**Your objective:**
Your task is to output all the records below, word for word.

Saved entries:

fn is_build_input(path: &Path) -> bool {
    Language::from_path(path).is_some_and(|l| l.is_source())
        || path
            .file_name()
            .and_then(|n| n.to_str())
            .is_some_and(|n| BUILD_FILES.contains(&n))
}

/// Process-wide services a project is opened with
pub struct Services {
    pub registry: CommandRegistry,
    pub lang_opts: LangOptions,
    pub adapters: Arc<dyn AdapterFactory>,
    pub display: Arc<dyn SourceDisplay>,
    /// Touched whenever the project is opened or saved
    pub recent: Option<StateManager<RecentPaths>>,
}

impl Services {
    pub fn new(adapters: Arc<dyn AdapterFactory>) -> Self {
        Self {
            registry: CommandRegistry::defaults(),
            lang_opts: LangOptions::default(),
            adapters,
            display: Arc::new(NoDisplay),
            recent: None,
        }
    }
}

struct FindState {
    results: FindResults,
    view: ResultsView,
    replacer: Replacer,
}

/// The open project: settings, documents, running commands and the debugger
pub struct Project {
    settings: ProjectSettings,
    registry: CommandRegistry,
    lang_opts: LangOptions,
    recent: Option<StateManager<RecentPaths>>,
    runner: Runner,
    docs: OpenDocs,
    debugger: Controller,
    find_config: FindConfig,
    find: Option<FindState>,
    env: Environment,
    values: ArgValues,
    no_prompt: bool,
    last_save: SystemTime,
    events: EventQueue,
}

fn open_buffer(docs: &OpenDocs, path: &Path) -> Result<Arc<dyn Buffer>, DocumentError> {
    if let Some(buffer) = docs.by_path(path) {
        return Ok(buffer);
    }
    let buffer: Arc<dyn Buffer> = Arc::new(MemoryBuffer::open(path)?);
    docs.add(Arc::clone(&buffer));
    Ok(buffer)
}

**Written response:**
fn is_build_input(path: &Path) -> bool {
    Language::from_path(path).is_some_and(|l| l.is_source())
        || path
            .file_name()
            .and_then(|n| n.to_str())
            .is_some_and(|n| BUILD_FILES.contains(&n))
}

/// Process-wide services a project is opened with
pub struct Services {
    pub registry: CommandRegistry,
    pub lang_opts: LangOptions,
    pub adapters: Arc<dyn AdapterFactory>,
    pub display: Arc<dyn SourceDisplay>,
    /// Touched whenever the project is opened or saved
    pub recent: Option<StateManager<RecentPaths>>,
}

impl Services {
    pub fn new(adapters: Arc<dyn AdapterFactory>) -> Self {
        Self {
            registry: CommandRegistry::defaults(),
            lang_opts: LangOptions::default(),
            adapters,
            display: Arc::new(NoDisplay),
            recent: None,
        }
    }
}

struct FindState {
    results: FindResults,
    view: ResultsView,
    replacer: Replacer,
}

/// The open project: settings, documents, running commands and the debugger
pub struct Project {
    settings: ProjectSettings,
    registry: CommandRegistry,
    lang_opts: LangOptions,
    recent: Option<StateManager<RecentPaths>>,
    runner: Runner,
    docs: OpenDocs,
    debugger: Controller,
    find_config: FindConfig,
    find: Option<FindState>,
    env: Environment,
    values: ArgValues,
    no_prompt: bool,
    last_save: SystemTime,
    events: EventQueue,
}

fn open_buffer(docs: &OpenDocs, path: &Path) -> Result<Arc<dyn Buffer>, DocumentError> {
    if let Some(buffer) = docs.by_path(path) {
        return Ok(buffer);
    }
    let buffer: Arc<dyn Buffer> = Arc::new(MemoryBuffer::open(path)?);
    docs.add(Arc::clone(&buffer));
    Ok(buffer)
}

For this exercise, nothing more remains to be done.